— MATERIAL FOR THIS EXERCISE —
//! Discrete actions and position sides.

use std::fmt;
use std::str::FromStr;

#[derive(Debug, Clone, Copy, PartialEq, Eq, Hash)]
pub enum Action {
    Hold,
    Buy,
    Sell,
    Close,
}

impl Action {
    pub const ALL: [Action; 4] = [Action::Hold, Action::Buy, Action::Sell, Action::Close];

    pub fn index(self) -> usize {
        match self {
            Action::Hold => 0,
            Action::Buy => 1,
            Action::Sell => 2,
            Action::Close => 3,
        }
    }
}

impl fmt::Display for Action {
    fn fmt(&self, f: &mut fmt::Formatter<'_>) -> fmt::Result {
        let name = match self {
            Action::Hold => "HOLD",
            Action::Buy => "BUY",
            Action::Sell => "SELL",
            Action::Close => "CLOSE",
        };
        f.write_str(name)
    }
}

impl FromStr for Action {
    type Err = String;

    fn from_str(s: &str) -> Result<Self, Self::Err> {
        match s.trim().to_lowercase().as_str() {
            "hold" | "h" | "0" => Ok(Action::Hold),
            "buy" | "b" | "1" => Ok(Action::Buy),
            "sell" | "s" | "2" => Ok(Action::Sell),
            "close" | "c" | "3" => Ok(Action::Close),
            other => Err(format!("unknown action '{other}'")),
        }
    }
}

/// The action space exposed to a policy.
///
/// With [`ActionSet::ThreeWay`] there is no CLOSE; an opposite-direction
/// action flips the position instead.
#[derive(Debug, Clone, Copy, PartialEq, Eq, Default)]
pub enum ActionSet {
    ThreeWay,
    #[default]
    FourWay,
}

impl ActionSet {
    pub fn len(self) -> usize {
        match self {
            ActionSet::ThreeWay => 3,
            ActionSet::FourWay => 4,
        }
    }

    pub fn has_close(self) -> bool {
        matches!(self, ActionSet::FourWay)
    }

    pub fn actions(self) -> &'static [Action] {
        &Action::ALL[..self.len()]
    }

    /// Decodes a raw policy output. Anything outside the set is HOLD.
    pub fn decode(self, raw: i64) -> Action {
        match raw {
            1 => Action::Buy,
            2 => Action::Sell,
            3 if self.has_close() => Action::Close,
            _ => Action::Hold,
        }
    }

    /// Maps an action onto this set; CLOSE degrades to HOLD without it.
    pub fn normalize(self, action: Action) -> Action {
        if action == Action::Close && !self.has_close() {
            Action::Hold
        } else {
            action
        }
    }
}

impl TryFrom<i64> for ActionSet {
    type Error = String;

    fn try_from(value: i64) -> Result<Self, Self::Error> {
        match value {
            3 => Ok(ActionSet::ThreeWay),
            4 => Ok(ActionSet::FourWay),
            other => Err(format!("action set must have 3 or 4 actions, got {other}")),
        }
    }
}

#[derive(Debug, Clone, Copy, PartialEq, Eq, Hash, Default)]
pub enum Side {
    #[default]
    Flat,
    Long,
    Short,
}

impl Side {
    /// +1 for long, -1 for short, 0 when flat.
    pub fn sign(self) -> f64 {
        match self {
            Side::Flat => 0.0,
            Side::Long => 1.0,
            Side::Short => -1.0,
        }
    }

    pub fn is_flat(self) -> bool {
        self == Side::Flat
    }

    pub fn as_str(self) -> &'static str {
        match self {
            Side::Flat => "FLAT",
            Side::Long => "LONG",
            Side::Short => "SHORT",
        }
    }

    pub fn opposite(self) -> Side {
        match self {
            Side::Flat => Side::Flat,
            Side::Long => Side::Short,
            Side::Short => Side::Long,
        }
    }
}

impl fmt::Display for Side {
    fn fmt(&self, f: &mut fmt::Formatter<'_>) -> fmt::Result {
        f.write_str(self.as_str())
    }
}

— WHAT IS BEING ASKED —
Every line of the records containing the word "FromStr" must appear in the answer.

— WRITTEN ANSWER —
use std::str::FromStr;
impl FromStr for Action {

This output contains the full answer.